Ci sono uomini che non hanno fatto rumore… ma hanno cambiato il mondo nel silenzio.
San Luigi Scrosoppi è uno di questi.

La sua vita è stata un atto continuo di amore concreto: non parole, ma gesti. Non promesse, ma presenza. In un tempo difficile, ha scelto di guardare gli ultimi, gli abbandonati, i dimenticati… e di prendersene cura come un padre.

La sua forza? Una fede incrollabile nella Provvidenza.
Quella certezza profonda che, anche quando tutto sembra mancare, l’amore trova sempre una strada.

✨ “La carità è paziente, è benigna… tutto spera.”

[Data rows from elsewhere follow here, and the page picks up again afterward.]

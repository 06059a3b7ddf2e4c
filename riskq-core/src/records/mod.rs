//! Externally persisted records. These are the data contracts shared with
//! the remote store; the UI mutates them one field at a time.

pub mod cascade_analysis;
pub mod direct_analysis;
pub mod risk_file;
pub mod scenario;
pub mod validation;

pub use cascade_analysis::{CascadeAnalysis, CascadeMatrix};
pub use direct_analysis::{DirectAnalysis, ScenarioQuali};
pub use risk_file::{RiskCategory, RiskFile, RiskType};
pub use scenario::{CodeField, ImpactDimension, Scenario, ScenarioCodes, ScenarioSet};
pub use validation::{Validation, ValidationSection};

/// Generate a fresh opaque record identifier.
pub fn new_id() -> String {
    uuid::Uuid::new_v4().to_string()
}

/// Split a field key like `h_c` into its base (`h`) and scenario.
pub(crate) fn split_scenario_key(key: &str) -> Option<(&str, Scenario)> {
    let (base, suffix) = key.rsplit_once('_')?;
    Some((base, Scenario::from_suffix(suffix)?))
}

/// Normalize a form value: blank strings clear the field.
pub(crate) fn normalize(value: Option<String>) -> Option<String> {
    value.filter(|v| !v.trim().is_empty())
}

Nel suo esempio troviamo un messaggio attuale più che mai:
fermarsi, vedere davvero chi abbiamo accanto, tendere la mano senza aspettarsi nulla in cambio.

In un mondo che corre veloce, San Luigi ci ricorda il valore delle cose semplici:
un gesto gentile, una parola buona, un aiuto silenzioso.

Ricordiamo che San Luigi Scrosoppi è il fondatore delle Suore della Provvidenza che gestiscono (tra l’altro) con amore e cura Solidarmondo Odv con missioni e progetti in tutto il mondo

Un po’ di storia… in breve

  • Vita e Fondazione: Nato a Udine il 4 agosto 1804, divenne sacerdote a 23 anni. Fondò la congregazione delle Suore della Provvidenza di San Gaetano da Thiene nel 1837 a Udine, che ottenne l’approvazione definitiva nel 1845.
  • Opere di carità: Si distinse per il suo impegno nella creazione di scuole gratuite, case di accoglienza per ragazze povere e per l’istruzione delle orfane. Fondò anche un istituto per sordomute a Udine e sostenne sacerdoti poveri e missionari.
  • Patronato AIDS: Viene invocato come santo patrono dei malati di AIDS, attribuendosi alla sua intercessione la guarigione di un giovane in Sudafrica nel 1996.
  • Morte e canonizzazione: Morì a Udine il 3 aprile 1884. È stato beatificato il 4 ottobre 1981 e successivamente canonizzato il 10 giugno 2001 da Giovanni Paolo II.

La vita di San Luigi Scrosoppi

🙏 Il giorno 3 aprile, celebriamo chi ha fatto della propria vita un dono.
E forse il modo più bello per ricordarlo è questo:
fare anche noi, nel nostro piccolo, qualcosa per qualcuno.